Exercise details:
Search the material below for lines containing the string "DataType", and copy every one you find.

Records for the exercise:

######

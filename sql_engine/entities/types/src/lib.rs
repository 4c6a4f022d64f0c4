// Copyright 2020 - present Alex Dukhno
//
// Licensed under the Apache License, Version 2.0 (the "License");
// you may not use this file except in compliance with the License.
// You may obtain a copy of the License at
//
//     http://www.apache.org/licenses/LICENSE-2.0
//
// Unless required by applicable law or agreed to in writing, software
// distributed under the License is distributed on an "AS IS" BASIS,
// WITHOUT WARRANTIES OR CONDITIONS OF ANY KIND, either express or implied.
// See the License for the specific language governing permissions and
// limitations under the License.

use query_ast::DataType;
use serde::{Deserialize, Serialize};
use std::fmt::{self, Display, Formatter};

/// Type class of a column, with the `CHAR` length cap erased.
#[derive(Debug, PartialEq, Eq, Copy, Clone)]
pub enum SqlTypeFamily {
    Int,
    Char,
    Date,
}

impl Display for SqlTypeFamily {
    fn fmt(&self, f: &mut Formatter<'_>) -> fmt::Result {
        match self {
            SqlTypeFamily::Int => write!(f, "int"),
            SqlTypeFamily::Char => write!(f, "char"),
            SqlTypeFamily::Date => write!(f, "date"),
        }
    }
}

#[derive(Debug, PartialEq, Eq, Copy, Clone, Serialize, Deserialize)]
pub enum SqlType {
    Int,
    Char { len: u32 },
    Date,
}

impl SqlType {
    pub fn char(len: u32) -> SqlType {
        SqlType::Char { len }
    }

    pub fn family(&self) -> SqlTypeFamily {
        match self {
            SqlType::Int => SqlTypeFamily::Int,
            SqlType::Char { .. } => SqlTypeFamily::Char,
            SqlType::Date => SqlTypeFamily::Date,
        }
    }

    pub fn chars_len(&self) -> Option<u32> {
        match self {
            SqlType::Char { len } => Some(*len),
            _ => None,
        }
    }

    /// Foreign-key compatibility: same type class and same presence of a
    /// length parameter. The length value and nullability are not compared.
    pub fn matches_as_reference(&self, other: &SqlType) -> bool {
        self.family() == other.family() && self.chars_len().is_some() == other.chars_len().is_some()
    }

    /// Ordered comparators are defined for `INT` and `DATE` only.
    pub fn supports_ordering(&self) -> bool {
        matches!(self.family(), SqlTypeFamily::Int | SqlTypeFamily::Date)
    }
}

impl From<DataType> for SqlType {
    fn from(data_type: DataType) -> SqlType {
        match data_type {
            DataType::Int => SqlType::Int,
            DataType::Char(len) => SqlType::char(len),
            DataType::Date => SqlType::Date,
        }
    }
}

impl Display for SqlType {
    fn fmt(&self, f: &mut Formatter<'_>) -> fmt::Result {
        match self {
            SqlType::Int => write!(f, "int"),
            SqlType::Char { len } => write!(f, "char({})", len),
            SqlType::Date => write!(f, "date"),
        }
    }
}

######

Your response:
use query_ast::DataType;
impl From<DataType> for SqlType {
    fn from(data_type: DataType) -> SqlType {
            DataType::Int => SqlType::Int,
            DataType::Char(len) => SqlType::char(len),
            DataType::Date => SqlType::Date,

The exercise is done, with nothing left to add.